▸ **Available data**
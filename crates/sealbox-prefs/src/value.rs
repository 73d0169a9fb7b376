//! Dynamic scalar values held by a preference namespace.

use std::collections::BTreeSet;
use std::fmt;

/// A single preference value.
///
/// Mirrors the scalar kinds a platform preference file can hold. Only
/// [`PrefValue::Text`] and [`PrefValue::Int`] are used by the keychain
/// itself; the remaining kinds exist because legacy namespaces may contain
/// them.
#[derive(Debug, Clone, PartialEq)]
pub enum PrefValue {
    Text(String),
    Int(i64),
    Float(f64),
    Bool(bool),
    TextSet(BTreeSet<String>),
}

impl PrefValue {
    /// Stable name of the value kind, as persisted in the `kind` column.
    pub fn kind(&self) -> &'static str {
        match self {
            Self::Text(_) => "text",
            Self::Int(_) => "int",
            Self::Float(_) => "float",
            Self::Bool(_) => "bool",
            Self::TextSet(_) => "text_set",
        }
    }

    /// Borrow the text payload, if this is a text value.
    pub fn as_text(&self) -> Option<&str> {
        match self {
            Self::Text(s) => Some(s),
            _ => None,
        }
    }

    /// Return the integer payload, if this is an integer value.
    pub fn as_int(&self) -> Option<i64> {
        match self {
            Self::Int(i) => Some(*i),
            _ => None,
        }
    }
}

impl fmt::Display for PrefValue {
    fn fmt(&self, f: &mut fmt::Formatter<'_>) -> fmt::Result {
        match self {
            Self::Text(s) => write!(f, "{s}"),
            Self::Int(i) => write!(f, "{i}"),
            Self::Float(v) => write!(f, "{v}"),
            Self::Bool(b) => write!(f, "{b}"),
            Self::TextSet(set) => {
                let items: Vec<&str> = set.iter().map(String::as_str).collect();
                write!(f, "[{}]", items.join(", "))
            }
        }
    }
}

impl From<&str> for PrefValue {
    fn from(value: &str) -> Self {
        Self::Text(value.to_string())
    }
}

impl From<String> for PrefValue {
    fn from(value: String) -> Self {
        Self::Text(value)
    }
}

impl From<i64> for PrefValue {
    fn from(value: i64) -> Self {
        Self::Int(value)
    }
}

impl From<bool> for PrefValue {
    fn from(value: bool) -> Self {
        Self::Bool(value)
    }
}
//! CLI entry point for sealbox.
//!
//! This binary provides the `sealbox` command for reading and writing
//! keychain entries, inspecting namespaces and running the legacy import
//! and self-test by hand.

mod cli;
mod helpers;

use anyhow::{Context, Result, bail};
use base64::Engine as _;
use base64::engine::general_purpose::STANDARD;
use clap::Parser;
use sealbox_keychain::{
    AesGcmCipher, Keychain, KeychainConfig, KeychainFactory, is_encrypted_namespace,
    platform_key_provider, selftest,
};
use tracing::info;

use crate::cli::{Cli, Commands};

// ---------------------------------------------------------------------------
// Main
// ---------------------------------------------------------------------------

fn main() -> Result<()> {
    // A missing .env file is fine.
    let _ = dotenvy::dotenv();

    let cli = Cli::parse();
    let config = helpers::load_config(&cli)?;
    helpers::init_tracing(&config.log_level);

    match cli.command {
        Commands::Get {
            namespace,
            key,
            base64,
        } => cmd_get(&config, &namespace, &key, base64),
        Commands::Put {
            namespace,
            key,
            value,
            base64,
        } => cmd_put(&config, &namespace, &key, &value, base64),
        Commands::Remove { namespace, key } => cmd_remove(&config, &namespace, &key),
        Commands::Clear { namespace } => cmd_clear(&config, &namespace),
        Commands::Keys { namespace } => cmd_keys(&config, &namespace),
        Commands::Status { namespace } => cmd_status(&config, &namespace),
        Commands::Import { namespace } => cmd_import(&config, &namespace),
        Commands::SelfTest => cmd_self_test(&config),
        Commands::LegacyPut {
            namespace,
            key,
            value,
        } => cmd_legacy_put(&config, &namespace, &key, &value),
    }
}

fn open_factory(config: &KeychainConfig) -> Result<KeychainFactory> {
    KeychainFactory::from_config(config).context("failed to open keychain storage")
}

// ---------------------------------------------------------------------------
// Subcommands: entries
// ---------------------------------------------------------------------------

fn cmd_get(config: &KeychainConfig, namespace: &str, key: &str, base64: bool) -> Result<()> {
    let keychain = open_factory(config)?.keychain(namespace)?;

    let Some(bytes) = keychain.get_bytes(key)? else {
        bail!("no value for {key:?} in {namespace:?}");
    };
    if base64 {
        println!("{}", STANDARD.encode(&bytes));
    } else {
        println!("{}", String::from_utf8_lossy(&bytes));
    }
    Ok(())
}

fn cmd_put(
    config: &KeychainConfig,
    namespace: &str,
    key: &str,
    value: &str,
    base64: bool,
) -> Result<()> {
    let keychain = open_factory(config)?.keychain(namespace)?;

    let bytes = if base64 {
        STANDARD
            .decode(value.trim())
            .context("VALUE is not valid base64")?
    } else {
        value.as_bytes().to_vec()
    };
    keychain.put_bytes(key, &bytes)?;

    // Writes are dropped, not failed, when the key store is unavailable.
    if !keychain.contains(key)? {
        bail!("value for {key:?} was not stored; see log for details");
    }
    info!(namespace, key, "value stored");
    Ok(())
}

fn cmd_remove(config: &KeychainConfig, namespace: &str, key: &str) -> Result<()> {
    open_factory(config)?.keychain(namespace)?.remove(key)?;
    info!(namespace, key, "value removed");
    Ok(())
}

fn cmd_clear(config: &KeychainConfig, namespace: &str) -> Result<()> {
    open_factory(config)?.keychain(namespace)?.remove_all()?;
    info!(namespace, "namespace cleared");
    Ok(())
}

fn cmd_keys(config: &KeychainConfig, namespace: &str) -> Result<()> {
    for key in open_factory(config)?.keychain(namespace)?.keys()? {
        println!("{key}");
    }
    Ok(())
}

// ---------------------------------------------------------------------------
// Subcommands: maintenance
// ---------------------------------------------------------------------------

fn cmd_status(config: &KeychainConfig, namespace: &str) -> Result<()> {
    let factory = open_factory(config)?;
    let on_disk = is_encrypted_namespace(factory.store(), namespace)?;
    let keychain = factory.keychain(namespace)?;

    println!("namespace:          {namespace}");
    println!("database:           {}", config.database_path().display());
    println!("mode:               {}", factory.mode());
    println!("encrypted content:  {on_disk}");
    println!(
        "backend:            {}",
        if keychain.is_encrypted() { "encrypted" } else { "legacy" }
    );
    println!("entries:            {}", keychain.keys()?.len());
    Ok(())
}

fn cmd_import(config: &KeychainConfig, namespace: &str) -> Result<()> {
    let factory = open_factory(config)?;
    if !factory.encryption_supported() {
        bail!("key store self-test failed; import not attempted");
    }

    let report = factory
        .encrypted_keychain(namespace)?
        .import_from_preferences()
        .with_context(|| format!("import of {namespace:?} failed"))?;

    if report.already_encrypted {
        println!("{namespace}: already encrypted");
        return Ok(());
    }
    println!("{namespace}: imported {} entries", report.imported.len());
    for key in &report.decoded_base64 {
        println!("  {key} (base64 bytes)");
    }
    for (key, kind) in &report.dropped {
        println!("  dropped {key} ({kind})");
    }
    Ok(())
}

fn cmd_self_test(config: &KeychainConfig) -> Result<()> {
    let provider = platform_key_provider(&config.key_file());
    selftest::run_self_test(provider.as_ref(), &AesGcmCipher)
        .context("self-test failed")?;
    println!("self-test passed");
    Ok(())
}

fn cmd_legacy_put(config: &KeychainConfig, namespace: &str, key: &str, value: &str) -> Result<()> {
    let factory = open_factory(config)?;
    if is_encrypted_namespace(factory.store(), namespace)? {
        bail!("{namespace:?} already holds encrypted content");
    }
    factory.legacy_keychain(namespace)?.put_text(key, value)?;
    info!(namespace, key, "legacy value stored");
    Ok(())
}
//! One-shot migration of a plaintext namespace into encrypted form.
//!
//! The import seals every text entry, drops entries of other kinds and
//! stamps the version marker, all in one batch. If the key is unavailable
//! or any seal fails, nothing is written and the namespace stays legacy so
//! the import can run again later.

use std::collections::BTreeMap;

use sealbox_prefs::{PrefValue, Preferences};

use crate::encoding::{self, LegacyTextForm};
use crate::error::{KeychainError, Result};
use crate::keychain::{EncryptedKeychain, Keychain};
use crate::marker;
use crate::reserved::is_reserved_key;

/// A legacy entry as seen by the import.
#[derive(Debug, Clone, PartialEq)]
pub enum LegacyValue {
    Text(String),
    /// Any non-text value; the payload names its kind.
    Other(&'static str),
}

impl From<&PrefValue> for LegacyValue {
    fn from(value: &PrefValue) -> Self {
        match value {
            PrefValue::Text(text) => LegacyValue::Text(text.clone()),
            other => LegacyValue::Other(other.kind()),
        }
    }
}

impl From<String> for LegacyValue {
    fn from(text: String) -> Self {
        LegacyValue::Text(text)
    }
}

impl From<&str> for LegacyValue {
    fn from(text: &str) -> Self {
        LegacyValue::Text(text.to_string())
    }
}

/// Outcome of a successful import.
#[derive(Debug, Clone, Default, PartialEq, Eq)]
pub struct ImportReport {
    /// Keys now holding sealed values, sorted.
    pub imported: Vec<String>,
    /// Imported keys whose text was taken as Base64-encoded bytes.
    pub decoded_base64: Vec<String>,
    /// Keys removed because their kind is not supported, with that kind.
    pub dropped: Vec<(String, &'static str)>,
    /// The namespace already held encrypted content; nothing was done.
    pub already_encrypted: bool,
}

impl ImportReport {
    /// Errors describing each dropped entry.
    pub fn dropped_errors(&self) -> Vec<KeychainError> {
        self.dropped
            .iter()
            .map(|(key, kind)| KeychainError::UnsupportedLegacyType {
                key: key.clone(),
                kind: *kind,
            })
            .collect()
    }
}

impl EncryptedKeychain {
    /// Convert this namespace's own plaintext entries into encrypted form.
    pub fn import_from_preferences(&self) -> Result<ImportReport> {
        self.import_from(&self.prefs)
    }

    /// Import the entries of `legacy` into this namespace.
    ///
    /// When `legacy` is this keychain's namespace the snapshot is taken
    /// under the namespace lock.
    pub fn import_from(&self, legacy: &Preferences) -> Result<ImportReport> {
        let _guard = self.lock.acquire()?;
        let snapshot: BTreeMap<String, LegacyValue> = legacy
            .get_all()?
            .iter()
            .map(|(key, value)| (key.clone(), LegacyValue::from(value)))
            .collect();
        self.import_locked(&snapshot)
    }

    /// Import an explicit snapshot of legacy entries.
    pub fn import_legacy(&self, snapshot: &BTreeMap<String, LegacyValue>) -> Result<ImportReport> {
        let _guard = self.lock.acquire()?;
        self.import_locked(snapshot)
    }

    fn import_locked(&self, snapshot: &BTreeMap<String, LegacyValue>) -> Result<ImportReport> {
        if marker::is_encrypted_content(&self.prefs)? {
            tracing::info!(
                identifier = %self.identifier(),
                "namespace already encrypted, import skipped"
            );
            return Ok(ImportReport {
                already_encrypted: true,
                ..ImportReport::default()
            });
        }

        let master = self.master_key().ok_or(KeychainError::KeyUnavailable)?;

        let mut report = ImportReport::default();
        let mut sealed = Vec::with_capacity(snapshot.len());

        for (key, value) in snapshot {
            if is_reserved_key(key) {
                continue;
            }
            match value {
                LegacyValue::Text(text) => {
                    let (bytes, form) = encoding::classify_legacy_text(text);
                    let stored = self.seal_with(&master, &bytes).map_err(|err| {
                        tracing::error!(
                            identifier = %self.identifier(),
                            key = %key,
                            error = %err,
                            "import aborted: seal failed"
                        );
                        err
                    })?;
                    if form == LegacyTextForm::Base64 {
                        report.decoded_base64.push(key.clone());
                    }
                    report.imported.push(key.clone());
                    sealed.push((key.as_str(), stored));
                }
                LegacyValue::Other(kind) => {
                    tracing::warn!(
                        identifier = %self.identifier(),
                        key = %key,
                        kind,
                        "dropping legacy value of unsupported kind"
                    );
                    report.dropped.push((key.clone(), *kind));
                }
            }
        }

        let mut editor = self.prefs.edit();
        for (key, stored) in &sealed {
            editor.put_text(key, stored);
        }
        for (key, _) in &report.dropped {
            editor.remove(key);
        }
        marker::stamp(&mut editor);
        editor.apply()?;

        tracing::info!(
            identifier = %self.identifier(),
            imported = report.imported.len(),
            dropped = report.dropped.len(),
            "legacy keychain imported"
        );
        Ok(report)
    }
}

▸ **Task requirements**
From the first line of the data above through the line containing "can hold. Only", repeat each line exactly, and add nothing.

▸ **Problem solution**
filename crates/sealbox-prefs/src/value.rs
repository 73d0169a9fb7b376
//! Dynamic scalar values held by a preference namespace.

use std::collections::BTreeSet;
use std::fmt;

/// A single preference value.
///
/// Mirrors the scalar kinds a platform preference file can hold. Only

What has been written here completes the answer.